Data for analysis Block Start
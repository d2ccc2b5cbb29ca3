//! Job dispatcher scenarios: lock exclusivity, stall detection and
//! recovery.

use chrono::{Duration, NaiveDate, Utc};
use rust_decimal_macros::dec;
use simtrade::application::backtest::RunSpec;
use simtrade::application::jobs::JobDispatcher;
use simtrade::config::{Config, SmtpConfig};
use simtrade::domain::errors::EngineError;
use simtrade::domain::params::ParamMap;
use simtrade::domain::records::RunStatus;
use simtrade::domain::repositories::RunRepo;
use simtrade::infrastructure::locks::JobLock;
use simtrade::infrastructure::repositories::InMemoryRunRepo;
use std::sync::{Arc, Mutex};

fn test_config(var_dir: &std::path::Path) -> Config {
    Config {
        data_dir: var_dir.to_path_buf(),
        var_dir: var_dir.to_path_buf(),
        tickers_db_url: String::new(),
        runs_db_url: String::new(),
        monitors_db_url: String::new(),
        monitor_scoped_locks: false,
        pending_restart_secs: 120,
        running_timeout_secs: 1800,
        smtp: SmtpConfig::default(),
    }
}

fn sample_run() -> simtrade::domain::records::BacktestRun {
    RunSpec {
        name: "stale candidate".into(),
        strategy: "long_hold".into(),
        parameters: ParamMap::new(),
        tickers: vec!["ACME".into()],
        benchmark: None,
        start_date: NaiveDate::from_ymd_opt(2024, 1, 1).unwrap(),
        end_date: NaiveDate::from_ymd_opt(2024, 6, 30).unwrap(),
        initial_capital: dec!(10000),
        optimization: Vec::new(),
    }
    .into_run()
}

#[test]
fn test_second_instance_refused_with_exit_code_2() {
    let dir = tempfile::tempdir().unwrap();

    let _held = JobLock::acquire(dir.path(), "update-quotes").unwrap();
    let refused = JobLock::acquire(dir.path(), "update-quotes").unwrap_err();

    assert!(matches!(refused, EngineError::Concurrent { .. }));
    assert_eq!(refused.exit_code(), 2);
    assert!(
        refused
            .to_string()
            .contains("another instance is already running")
    );
}

#[tokio::test]
async fn test_health_check_restarts_old_pending_runs() {
    let dir = tempfile::tempdir().unwrap();
    let runs = Arc::new(InMemoryRunRepo::new());
    let spawned = Arc::new(Mutex::new(Vec::<Vec<String>>::new()));

    let recorder: simtrade::application::jobs::Spawner = {
        let spawned = Arc::clone(&spawned);
        Box::new(move |args: &[String]| {
            spawned.lock().unwrap().push(args.to_vec());
            Ok(4242)
        })
    };
    let dispatcher = JobDispatcher::with_spawner(
        runs.clone() as Arc<dyn RunRepo>,
        test_config(dir.path()),
        recorder,
    );

    // Fresh pending run: left alone
    let fresh = runs.create(&sample_run()).await.unwrap();
    // Pending for 5 minutes: presumed never spawned
    let stale = runs.create(&sample_run()).await.unwrap();
    runs.backdate(stale, RunStatus::Pending, Utc::now() - Duration::minutes(5));

    let report = dispatcher.health_check().await.unwrap();
    assert_eq!(report.restarted, vec![stale]);
    assert!(report.timed_out.is_empty());

    let spawned = spawned.lock().unwrap();
    assert_eq!(spawned.len(), 1);
    assert_eq!(spawned[0][0], "run-backtest");
    assert_eq!(spawned[0][1], format!("--run-id={stale}"));

    assert_eq!(
        runs.get(fresh).await.unwrap().unwrap().status,
        RunStatus::Pending
    );
}

#[tokio::test]
async fn test_health_check_times_out_stuck_running_runs() {
    let dir = tempfile::tempdir().unwrap();
    let runs = Arc::new(InMemoryRunRepo::new());
    let dispatcher = JobDispatcher::with_spawner(
        runs.clone() as Arc<dyn RunRepo>,
        test_config(dir.path()),
        Box::new(|_args| Ok(0)),
    );

    // Running for 45 minutes with an accumulated log trail
    let stuck = runs.create(&sample_run()).await.unwrap();
    runs.append_log(stuck, "loading quotes\nsimulating\n")
        .await
        .unwrap();
    runs.backdate(stuck, RunStatus::Running, Utc::now() - Duration::minutes(45));

    // Running for 5 minutes: healthy
    let healthy = runs.create(&sample_run()).await.unwrap();
    runs.backdate(healthy, RunStatus::Running, Utc::now() - Duration::minutes(5));

    let report = dispatcher.health_check().await.unwrap();
    assert_eq!(report.timed_out, vec![stuck]);
    assert!(report.restarted.is_empty());

    let stored = runs.get(stuck).await.unwrap().unwrap();
    assert_eq!(stored.status, RunStatus::Failed);
    assert!(stored.error_message.unwrap().contains("timed out"));
    // The log buffer is preserved alongside the failure
    assert!(stored.log_output.contains("loading quotes"));

    assert_eq!(
        runs.get(healthy).await.unwrap().unwrap().status,
        RunStatus::Running
    );
}

#[test]
fn test_monitor_scoped_lock_names_do_not_collide() {
    let dir = tempfile::tempdir().unwrap();

    // Narrowed locks allow different monitors to advance concurrently
    let _one = JobLock::acquire(dir.path(), "update-monitor-1").unwrap();
    let _two = JobLock::acquire(dir.path(), "update-monitor-2").unwrap();

    // The same monitor is still exclusive
    let refused = JobLock::acquire(dir.path(), "update-monitor-1");
    assert!(matches!(refused, Err(EngineError::Concurrent { .. })));
}
use anyhow::{Context, Result};
use sqlx::sqlite::{SqliteConnectOptions, SqlitePool, SqlitePoolOptions};
use std::path::Path;
use std::str::FromStr;
use tracing::info;

/// One logical SQLite database: tickers, runs, or monitors.
#[derive(Clone)]
pub struct Database {
    pub pool: SqlitePool,
}

impl Database {
    async fn connect(db_url: &str) -> Result<Self> {
        if let Some(path_part) = db_url.strip_prefix("sqlite://") {
            let path = Path::new(path_part);
            if let Some(parent) = path.parent()
                && !parent.as_os_str().is_empty()
                && !parent.exists()
            {
                std::fs::create_dir_all(parent).context("Failed to create database directory")?;
            }
        }

        let options = SqliteConnectOptions::from_str(db_url)?
            .create_if_missing(true)
            .journal_mode(sqlx::sqlite::SqliteJournalMode::Wal);

        let pool = SqlitePoolOptions::new()
            .max_connections(5)
            .connect_with(options)
            .await
            .with_context(|| format!("Failed to connect to {db_url}"))?;

        info!("Connected to database: {}", db_url);
        Ok(Self { pool })
    }

    pub async fn open_tickers(db_url: &str) -> Result<Self> {
        let db = Self::connect(db_url).await?;
        db.init_tickers().await?;
        Ok(db)
    }

    pub async fn open_runs(db_url: &str) -> Result<Self> {
        let db = Self::connect(db_url).await?;
        db.init_runs().await?;
        Ok(db)
    }

    pub async fn open_monitors(db_url: &str) -> Result<Self> {
        let db = Self::connect(db_url).await?;
        db.init_monitors().await?;
        Ok(db)
    }

    async fn init_tickers(&self) -> Result<()> {
        let mut conn = self.pool.acquire().await?;

        sqlx::query(
            r#"
            CREATE TABLE IF NOT EXISTS tickers (
                id INTEGER PRIMARY KEY AUTOINCREMENT,
                symbol TEXT NOT NULL UNIQUE,
                exchange TEXT NOT NULL,
                source TEXT NOT NULL,
                enabled BOOLEAN NOT NULL DEFAULT 1,
                created_at INTEGER NOT NULL,
                updated_at INTEGER NOT NULL
            );
            "#,
        )
        .execute(&mut *conn)
        .await
        .context("Failed to create tickers table")?;

        sqlx::query(
            r#"
            CREATE TABLE IF NOT EXISTS quotes (
                ticker_id INTEGER NOT NULL,
                date TEXT NOT NULL,
                open TEXT NOT NULL,
                high TEXT NOT NULL,
                low TEXT NOT NULL,
                close TEXT NOT NULL,
                volume INTEGER NOT NULL,
                PRIMARY KEY (ticker_id, date)
            );
            "#,
        )
        .execute(&mut *conn)
        .await
        .context("Failed to create quotes table")?;

        sqlx::query(
            r#"
            CREATE TABLE IF NOT EXISTS ticker_audit (
                id INTEGER PRIMARY KEY AUTOINCREMENT,
                ticker_id INTEGER NOT NULL,
                action TEXT NOT NULL,
                detail TEXT NOT NULL,
                created_at INTEGER NOT NULL
            );
            "#,
        )
        .execute(&mut *conn)
        .await
        .context("Failed to create ticker_audit table")?;

        sqlx::query(
            r#"
            CREATE INDEX IF NOT EXISTS idx_ticker_audit_ticker
            ON ticker_audit (ticker_id, created_at);
            "#,
        )
        .execute(&mut *conn)
        .await
        .context("Failed to create ticker_audit index")?;

        info!("Ticker database schema initialized.");
        Ok(())
    }

    async fn init_runs(&self) -> Result<()> {
        let mut conn = self.pool.acquire().await?;

        sqlx::query(
            r#"
            CREATE TABLE IF NOT EXISTS runs (
                id INTEGER PRIMARY KEY AUTOINCREMENT,
                name TEXT NOT NULL,
                strategy TEXT NOT NULL,
                parameters_json TEXT NOT NULL DEFAULT '{}',
                tickers_json TEXT NOT NULL DEFAULT '[]',
                benchmark TEXT,
                start_date TEXT NOT NULL,
                end_date TEXT NOT NULL,
                initial_capital TEXT NOT NULL,
                is_optimization BOOLEAN NOT NULL DEFAULT 0,
                optimization_json TEXT NOT NULL DEFAULT '[]',
                status TEXT NOT NULL DEFAULT 'pending',
                created_at INTEGER NOT NULL,
                started_at INTEGER,
                completed_at INTEGER,
                execution_seconds REAL,
                log_output TEXT NOT NULL DEFAULT '',
                report_json TEXT,
                metrics_json TEXT,
                error_message TEXT
            );
            "#,
        )
        .execute(&mut *conn)
        .await
        .context("Failed to create runs table")?;

        sqlx::query(
            "CREATE INDEX IF NOT EXISTS idx_runs_status_created ON runs (status, created_at);",
        )
        .execute(&mut *conn)
        .await
        .context("Failed to create runs status index")?;

        sqlx::query(
            "CREATE INDEX IF NOT EXISTS idx_runs_strategy ON runs (strategy, created_at);",
        )
        .execute(&mut *conn)
        .await
        .context("Failed to create runs strategy index")?;

        info!("Run database schema initialized.");
        Ok(())
    }

    async fn init_monitors(&self) -> Result<()> {
        let mut conn = self.pool.acquire().await?;

        sqlx::query(
            r#"
            CREATE TABLE IF NOT EXISTS monitors (
                id INTEGER PRIMARY KEY AUTOINCREMENT,
                name TEXT NOT NULL,
                strategy TEXT NOT NULL,
                parameters_json TEXT NOT NULL DEFAULT '{}',
                tickers_json TEXT NOT NULL DEFAULT '[]',
                start_date TEXT NOT NULL,
                initial_capital TEXT NOT NULL,
                status TEXT NOT NULL DEFAULT 'initializing',
                last_processed_date TEXT,
                backtest_progress INTEGER NOT NULL DEFAULT 0,
                backtest_status TEXT NOT NULL DEFAULT 'pending',
                backtest_error TEXT,
                backtest_current_date TEXT,
                created_at INTEGER NOT NULL
            );
            "#,
        )
        .execute(&mut *conn)
        .await
        .context("Failed to create monitors table")?;

        sqlx::query(
            r#"
            CREATE TABLE IF NOT EXISTS monitor_snapshots (
                monitor_id INTEGER NOT NULL,
                date TEXT NOT NULL,
                equity TEXT NOT NULL,
                cash TEXT NOT NULL,
                positions_json TEXT NOT NULL DEFAULT '[]',
                variables_json TEXT NOT NULL DEFAULT '{}',
                daily_return TEXT NOT NULL,
                cumulative_return TEXT NOT NULL,
                PRIMARY KEY (monitor_id, date)
            );
            "#,
        )
        .execute(&mut *conn)
        .await
        .context("Failed to create monitor_snapshots table")?;

        sqlx::query(
            r#"
            CREATE TABLE IF NOT EXISTS monitor_trades (
                id INTEGER PRIMARY KEY AUTOINCREMENT,
                monitor_id INTEGER NOT NULL,
                ticker TEXT NOT NULL,
                side TEXT NOT NULL,
                open_date TEXT NOT NULL,
                close_date TEXT NOT NULL,
                open_price TEXT NOT NULL,
                close_price TEXT NOT NULL,
                quantity TEXT NOT NULL,
                profit TEXT NOT NULL,
                profit_percent TEXT NOT NULL,
                balance_after TEXT NOT NULL,
                drawdown_value TEXT NOT NULL,
                drawdown_percent TEXT NOT NULL,
                bars_held INTEGER NOT NULL,
                comment TEXT NOT NULL DEFAULT ''
            );
            "#,
        )
        .execute(&mut *conn)
        .await
        .context("Failed to create monitor_trades table")?;

        sqlx::query(
            "CREATE INDEX IF NOT EXISTS idx_monitor_trades_monitor ON monitor_trades (monitor_id, id);",
        )
        .execute(&mut *conn)
        .await
        .context("Failed to create monitor_trades index")?;

        sqlx::query(
            r#"
            CREATE TABLE IF NOT EXISTS monitor_metrics (
                monitor_id INTEGER NOT NULL,
                kind TEXT NOT NULL,
                metrics_json TEXT NOT NULL,
                updated_at INTEGER NOT NULL,
                PRIMARY KEY (monitor_id, kind)
            );
            "#,
        )
        .execute(&mut *conn)
        .await
        .context("Failed to create monitor_metrics table")?;

        info!("Monitor database schema initialized.");
        Ok(())
    }
}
Data for analysis Block End
▸ Try it: Find the lines in the entries above where "infrastructure" occurs, and copy each of them.

▸ Exercise response:
use simtrade::infrastructure::locks::JobLock;
use simtrade::infrastructure::repositories::InMemoryRunRepo;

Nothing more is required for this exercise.